«Pas d’amalgame!»

Ce slogan court les rues en ce temps de guerre où s’étripent joyeusement «barbares et croisés». Jusqu’à ce jour, je connaissais une acception positive de cet alliage servant à obturer une dentition cariée. Mais voilà que cette symbiose métallique serait néfaste et redoutable quand on veut en faire un usage – métaphorique – en sociologie des religions. Il ne faudrait donc pas amalgamer la Coran aux prêches djihadistes, Muhammad à Ben Laden, pas plus que Jésus à Torquemada! J’ajouterais même qu’il faut éviter de confondre le croyant lambda avec l’évangile dont il se réclame.

Donc, «distinguons pour unir», comme le préconisait un célèbre, philosophe en vogue dans ma jeunesse estudiantine. Programme périlleux en matière de religion, tant subtile est la frontière entre le bien et le mal, l’erreur et la vérité et vive la tentation, en bons manichéens que nous sommes, de peindre le diable sur la muraille et de nous compter parmi les élus.

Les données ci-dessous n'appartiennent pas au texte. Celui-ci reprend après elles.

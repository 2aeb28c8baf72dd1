//! Domain types shared by the notification hub crates.
//!
//! Nothing in here performs I/O: the notification record, its severity,
//! the event-kind classification table and the subject registry are all
//! plain data plus the pure functions that operate on them.

pub mod error;
pub mod event_kind;
pub mod notification;
pub mod subjects;
pub mod types;

pub use error::CoreError;
pub use event_kind::{EventKind, NotificationTemplate};
pub use notification::{NewNotification, Notification, Severity};
pub use subjects::{SubjectMap, SubjectRoute};
//! Subject registry: which bus subject carries which event kind.
//!
//! These defaults must match the subjects the upstream order, product and
//! payment services publish on. Deployments override individual entries
//! through configuration; the map is immutable once loaded.

use crate::event_kind::EventKind;

pub const SUBJECT_NOTIFICATIONS_SEND: &str = "notifications.send";
pub const SUBJECT_ORDERS_CREATED: &str = "orders.created";
pub const SUBJECT_ORDERS_UPDATED: &str = "orders.updated";
pub const SUBJECT_ORDERS_CANCELLED: &str = "orders.cancelled";
pub const SUBJECT_ORDERS_STATUS_CHANGED: &str = "orders.status.changed";
pub const SUBJECT_PRODUCTS_STOCK_LOW: &str = "products.stock.low";
pub const SUBJECT_PAYMENTS_CONFIRMED: &str = "payments.confirmed";
pub const SUBJECT_PAYMENTS_FAILED: &str = "payments.failed";

/// One registry entry.
#[derive(Debug, Clone, PartialEq, Eq)]
pub struct SubjectRoute {
    pub kind: EventKind,
    pub subject: String,
}

/// Ordered mapping from event kind to subject string.
#[derive(Debug, Clone, PartialEq, Eq)]
pub struct SubjectMap {
    routes: Vec<SubjectRoute>,
}

impl SubjectMap {
    /// An empty registry. Mostly useful for tests that subscribe to a
    /// hand-picked set of subjects.
    pub fn empty() -> Self {
        Self { routes: Vec::new() }
    }

    /// Set (or replace) the subject for `kind`.
    pub fn with_subject(mut self, kind: EventKind, subject: impl Into<String>) -> Self {
        let subject = subject.into();
        match self.routes.iter_mut().find(|r| r.kind == kind) {
            Some(route) => route.subject = subject,
            None => self.routes.push(SubjectRoute { kind, subject }),
        }
        self
    }

    pub fn routes(&self) -> &[SubjectRoute] {
        &self.routes
    }

    pub fn subject_for(&self, kind: &EventKind) -> Option<&str> {
        self.routes
            .iter()
            .find(|r| &r.kind == kind)
            .map(|r| r.subject.as_str())
    }
}

impl Default for SubjectMap {
    fn default() -> Self {
        Self::empty()
            .with_subject(EventKind::NotificationRequested, SUBJECT_NOTIFICATIONS_SEND)
            .with_subject(EventKind::OrderCreated, SUBJECT_ORDERS_CREATED)
            .with_subject(EventKind::OrderUpdated, SUBJECT_ORDERS_UPDATED)
            .with_subject(EventKind::OrderCancelled, SUBJECT_ORDERS_CANCELLED)
            .with_subject(EventKind::OrderStatusChanged, SUBJECT_ORDERS_STATUS_CHANGED)
            .with_subject(EventKind::LowStock, SUBJECT_PRODUCTS_STOCK_LOW)
            .with_subject(EventKind::PaymentConfirmed, SUBJECT_PAYMENTS_CONFIRMED)
            .with_subject(EventKind::PaymentFailed, SUBJECT_PAYMENTS_FAILED)
    }
}

// ---------------------------------------------------------------------------
// Tests
// ---------------------------------------------------------------------------
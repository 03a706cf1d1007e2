use ratatui::{
    Frame,
    layout::{Constraint, Rect},
    style::{Modifier, Style},
    widgets::{Cell, Paragraph, Row, Table, TableState},
};

use crate::{
    app::AppState,
    ui::{
        components::{card::Card, money::styled_amount},
        screens::table_notice,
        theme::Theme,
    },
};

pub fn render(frame: &mut Frame<'_>, area: Rect, state: &AppState) {
    let theme = Theme::default();
    let card = Card::new("Movements", &theme).focused(true);
    let table = &state.movements.table;

    if let Some(notice) = table_notice(table, "No movements yet. Press n to add one.", &theme) {
        card.render_with(frame, area, Paragraph::new(notice));
        return;
    }

    let header = Row::new(["Date", "Category", "Member", "Amount", "Description"])
        .style(Style::default().fg(theme.text_muted));
    let rows = table.items.iter().map(|movement| {
        Row::new(vec![
            Cell::from(movement.date.format("%Y-%m-%d").to_string()),
            Cell::from(movement.category.name.clone()),
            Cell::from(movement.member.name.clone()),
            Cell::from(styled_amount(movement.amount, &theme)),
            Cell::from(movement.description.clone().unwrap_or_default()),
        ])
    });

    let widget = Table::new(
        rows,
        [
            Constraint::Length(11),
            Constraint::Length(16),
            Constraint::Length(12),
            Constraint::Length(10),
            Constraint::Min(10),
        ],
    )
    .header(header)
    .row_highlight_style(
        Style::default()
            .fg(theme.accent)
            .add_modifier(Modifier::BOLD),
    )
    .highlight_symbol("» ");

    let mut table_state = TableState::default().with_selected(Some(table.selected));
    let inner = card.inner(area);
    frame.render_widget(card.block(), area);
    frame.render_stateful_widget(widget, inner, &mut table_state);
}
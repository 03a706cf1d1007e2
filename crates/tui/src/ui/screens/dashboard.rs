use ratatui::{
    Frame,
    layout::{Constraint, Direction, Layout, Rect},
    style::Style,
    text::{Line, Span},
    widgets::Paragraph,
};

use crate::{
    app::{AppState, views::RECENT_LIMIT},
    ui::{
        components::{
            card::Card,
            money::{format_amount, relation_label, styled_amount, styled_balance},
        },
        screens::table_notice,
        theme::Theme,
    },
};

pub fn render(frame: &mut Frame<'_>, area: Rect, state: &AppState) {
    let theme = Theme::default();

    let balance_rows = if state.dashboard.expanded {
        state.dashboard.balances.items.len().max(1) as u16 + 2
    } else {
        0
    };
    let layout = Layout::default()
        .direction(Direction::Vertical)
        .constraints([
            Constraint::Length(4 + balance_rows),
            Constraint::Min(3),
        ])
        .split(area);

    render_balance(frame, layout[0], state, &theme);
    render_recent(frame, layout[1], state, &theme);
}

fn render_balance(frame: &mut Frame<'_>, area: Rect, state: &AppState, theme: &Theme) {
    let balance = state
        .household
        .member
        .as_ref()
        .map(|member| member.balance)
        .unwrap_or_default();

    let toggle = if state.dashboard.expanded {
        " hide details"
    } else {
        " show details"
    };
    let mut lines = vec![
        Line::from(styled_balance(balance, theme)),
        Line::from(vec![
            Span::styled("b", Style::default().fg(theme.accent)),
            Span::styled(toggle, Style::default().fg(theme.dim)),
        ]),
    ];

    if state.dashboard.expanded {
        lines.push(Line::from(""));
        let balances = &state.dashboard.balances;
        match table_notice(balances, "Nobody else in the household yet.", theme) {
            Some(notice) => lines.push(notice),
            None => lines.extend(balances.items.iter().map(|row| {
                let relation = relation_label(row.net_balance);
                let amount = if relation.is_empty() {
                    "settled".to_string()
                } else {
                    format_amount(row.net_balance.abs())
                };
                Line::from(vec![
                    Span::styled(format!("{:<16}", row.member.name), Style::default().fg(theme.text)),
                    Span::styled(format!("{relation:<10}"), Style::default().fg(theme.text_muted)),
                    net_span(row.net_balance, amount, theme),
                ])
            })),
        }
    }

    Card::new("Balance", theme).render_with(frame, area, Paragraph::new(lines));
}

fn net_span(net: f64, text: String, theme: &Theme) -> Span<'static> {
    let color = if net > 0.0 {
        theme.positive
    } else if net < 0.0 {
        theme.negative
    } else {
        theme.dim
    };
    Span::styled(text, Style::default().fg(color))
}

fn render_recent(frame: &mut Frame<'_>, area: Rect, state: &AppState, theme: &Theme) {
    let card = Card::new("Recent movements", theme);
    let movements = &state.movements;

    if let Some(notice) = table_notice(
        &movements.table,
        "No movements yet. Press a to add one.",
        theme,
    ) {
        card.render_with(frame, area, Paragraph::new(notice));
        return;
    }

    let lines: Vec<Line<'static>> = movements
        .recent(RECENT_LIMIT)
        .enumerate()
        .map(|(index, movement)| {
            let marker = if index == state.dashboard.selected {
                "» "
            } else {
                "  "
            };
            Line::from(vec![
                Span::styled(marker, Style::default().fg(theme.accent)),
                Span::styled(
                    movement.date.format("%d %b").to_string(),
                    Style::default().fg(theme.dim),
                ),
                Span::raw("  "),
                Span::styled(
                    format!("{:<14}", movement.category.name),
                    Style::default().fg(theme.text),
                ),
                Span::styled(
                    format!("{:<10}", movement.member.name),
                    Style::default().fg(theme.text_muted),
                ),
                styled_amount(movement.amount, theme),
                Span::styled(
                    movement
                        .description
                        .as_deref()
                        .filter(|text| !text.is_empty())
                        .map(|text| format!("  {text}"))
                        .unwrap_or_default(),
                    Style::default().fg(theme.dim),
                ),
            ])
        })
        .collect();

    card.render_with(frame, area, Paragraph::new(lines));
}
/// Server-provided detail when there is one, else the generic text.
fn failure_message(err: &ClientError, fallback: &str) -> String {
    err.server_message().unwrap_or(fallback).to_string()
}

pub struct App {
    config: AppConfig,
    client: Client,
    session: SessionStore,
    scope: ViewScope,
    pub state: AppState,
    /// Whether the mounted view already issued its data requests.
    data_loaded: bool,
    should_quit: bool,
}
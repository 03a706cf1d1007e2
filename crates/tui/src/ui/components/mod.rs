pub mod card;
pub mod dialog;
pub mod help_overlay;
pub mod hints;
pub mod money;
pub mod sidebar;

use ratatui::layout::{Constraint, Direction, Layout, Rect};

/// Rect covering the given percentage of `area`, centered.
pub fn centered_rect(percent_x: u16, percent_y: u16, area: Rect) -> Rect {
    let vertical = Layout::default()
        .direction(Direction::Vertical)
        .constraints([
            Constraint::Percentage((100 - percent_y) / 2),
            Constraint::Percentage(percent_y),
            Constraint::Percentage((100 - percent_y) / 2),
        ])
        .split(area);

    Layout::default()
        .direction(Direction::Horizontal)
        .constraints([
            Constraint::Percentage((100 - percent_x) / 2),
            Constraint::Percentage(percent_x),
            Constraint::Percentage((100 - percent_x) / 2),
        ])
        .split(vertical[1])[1]
}

/// Fixed-size rect centered in `area`, shrunk to fit.
pub fn centered_box(width: u16, height: u16, area: Rect) -> Rect {
    let width = width.min(area.width);
    let height = height.min(area.height);
    Rect {
        x: area.x + (area.width - width) / 2,
        y: area.y + (area.height - height) / 2,
        width,
        height,
    }
}
use api_types::{
    category::{Category, DistributionType},
    member::{DetailedBalance, Member},
    movement::Movement,
    salary::{Period, Salary},
};

use crate::app::forms::{CategoryForm, HouseholdForm, MovementForm, PeriodForm, SalaryForm};

/// Movements listed on the dashboard.
pub const RECENT_LIMIT: usize = 10;

/// Rows fetched for a view, with load status and cursor.
#[derive(Debug)]
pub struct Table<T> {
    pub items: Vec<T>,
    pub loading: bool,
    pub error: Option<String>,
    pub selected: usize,
}

impl<T> Default for Table<T> {
    fn default() -> Self {
        Self {
            items: Vec::new(),
            loading: false,
            error: None,
            selected: 0,
        }
    }
}

impl<T> Table<T> {
    pub fn start_loading(&mut self) {
        self.loading = true;
        self.error = None;
    }

    pub fn loaded(&mut self, items: Vec<T>) {
        self.items = items;
        self.loading = false;
        self.error = None;
        if self.selected >= self.items.len() {
            self.selected = self.items.len().saturating_sub(1);
        }
    }

    pub fn failed(&mut self, message: impl Into<String>) {
        self.loading = false;
        self.error = Some(message.into());
    }

    pub fn selected_item(&self) -> Option<&T> {
        self.items.get(self.selected)
    }

    pub fn select_next(&mut self) {
        if self.items.is_empty() {
            return;
        }
        self.selected = (self.selected + 1).min(self.items.len() - 1);
    }

    pub fn select_prev(&mut self) {
        if self.items.is_empty() {
            return;
        }
        self.selected = self.selected.saturating_sub(1);
    }

    pub fn step(&mut self, delta: isize) {
        if delta > 0 {
            self.select_next();
        } else {
            self.select_prev();
        }
    }
}

#[derive(Debug, Clone, Copy, PartialEq, Eq, Default)]
pub enum HouseholdStatus {
    #[default]
    Unknown,
    Missing,
    Present,
}

#[derive(Debug, Default)]
pub struct HouseholdState {
    pub status: HouseholdStatus,
    pub member: Option<Member>,
    /// Onboarding modal, open while the member has no household.
    pub modal: Option<HouseholdForm>,
    pub error: Option<String>,
}

impl HouseholdState {
    pub fn household_name(&self) -> Option<&str> {
        self.member
            .as_ref()
            .and_then(|member| member.household.as_ref())
            .map(|household| household.name.as_str())
    }
}

#[derive(Debug, Default)]
pub struct DashboardState {
    pub balances: Table<DetailedBalance>,
    pub expanded: bool,
    /// Cursor into the recent movements.
    pub selected: usize,
}

impl DashboardState {
    pub fn step(&mut self, delta: isize, rows: usize) {
        if rows == 0 {
            self.selected = 0;
            return;
        }
        self.selected = self.selected.saturating_add_signed(delta).min(rows - 1);
    }
}

#[derive(Debug, Default)]
pub struct MovementsState {
    pub table: Table<Movement>,
    pub form: Option<MovementForm>,
}

impl MovementsState {
    /// Most recent first, as many as the dashboard shows.
    pub fn recent(&self, limit: usize) -> impl Iterator<Item = &Movement> {
        let mut sorted: Vec<&Movement> = self.table.items.iter().collect();
        sorted.sort_by(|a, b| b.date.cmp(&a.date).then(b.id.cmp(&a.id)));
        sorted.into_iter().take(limit)
    }

    pub fn recent_at(&self, index: usize) -> Option<&Movement> {
        self.recent(RECENT_LIMIT).nth(index)
    }

    pub fn recent_count(&self) -> usize {
        self.table.items.len().min(RECENT_LIMIT)
    }
}

#[derive(Debug, Default)]
pub struct CategoriesState {
    pub table: Table<Category>,
    pub distribution_types: Vec<DistributionType>,
    pub form: Option<CategoryForm>,
}

#[derive(Debug, Default)]
pub struct SalariesState {
    pub table: Table<Salary>,
    pub periods: Vec<Period>,
    pub form: Option<SalaryForm>,
    pub period_form: Option<PeriodForm>,
}

#[cfg(test)]
mod tests {
    use super::*;

    #[test]
    fn selection_stays_in_bounds() {
        let mut table = Table::default();
        table.select_next();
        assert_eq!(table.selected, 0);

        table.loaded(vec![1, 2, 3]);
        table.select_next();
        table.select_next();
        table.select_next();
        assert_eq!(table.selected_item(), Some(&3));

        table.loaded(vec![1]);
        assert_eq!(table.selected, 0);
        table.select_prev();
        assert_eq!(table.selected_item(), Some(&1));
    }

    #[test]
    fn dashboard_cursor_stays_on_recent_rows() {
        let mut dashboard = DashboardState::default();
        dashboard.step(1, 0);
        assert_eq!(dashboard.selected, 0);

        dashboard.step(1, 2);
        dashboard.step(1, 2);
        assert_eq!(dashboard.selected, 1);
        dashboard.step(-1, 2);
        dashboard.step(-1, 2);
        assert_eq!(dashboard.selected, 0);
    }

    #[test]
    fn failure_keeps_previous_rows() {
        let mut table = Table::default();
        table.loaded(vec!["a"]);
        table.start_loading();
        table.failed("boom");
        assert_eq!(table.items, vec!["a"]);
        assert_eq!(table.error.as_deref(), Some("boom"));
        assert!(!table.loading);
    }
}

Il est toutefois d’autres amalgames qui courent les rues avec la bénédiction de l’opinion et des gens pressés. En voici un ou deux échantillons: « Nous avons tous le même bon Dieu», «Toutes les religions distillent la violence», «Nous irons tous en paradis!», «Juifs, chrétiens et musulmans appartiennent à la religion du Livre». Et j’en passe… Ces amalgames-là, tout aussi nocifs que les premiers, sont l’expression de la paresse intellectuelle ou de la peur de voir les choses telles qu’elles sont et non telles qu’on souhaiterait qu’elles soient. La rigueur et l’honnêteté intellectuelles sont la clef d›un dialogue interreligieux vraiment constructif. Sinon, on court le risque de bâtir un accord sur l’illusion et l’apparence. Autant dire sur le sable. L’enjeu est trop important pour se contenter de la «bonne foi» des uns et des autres.

Je décèle enfin un autre danger à amalgamer les religions: celui de les confondre toutes par égard à une laïcité publique et quasi universelle ou, plus prosaïquement, pour des raisons d’économie budgétaire. Plutôt que d’en favoriser certaines, les services publics sont tentés de les ignorer toutes. Sans tenir compte de leur enracinement local, pas plus que de la valeur sociale et culturelle de leurs apports au bien commun. In cauda venenum! Dois-je comprendre ainsi la motivation qui a conduit la RTS à supprimer de ses antennes les magazines chrétiens? Plus qu’une erreur. Une faute!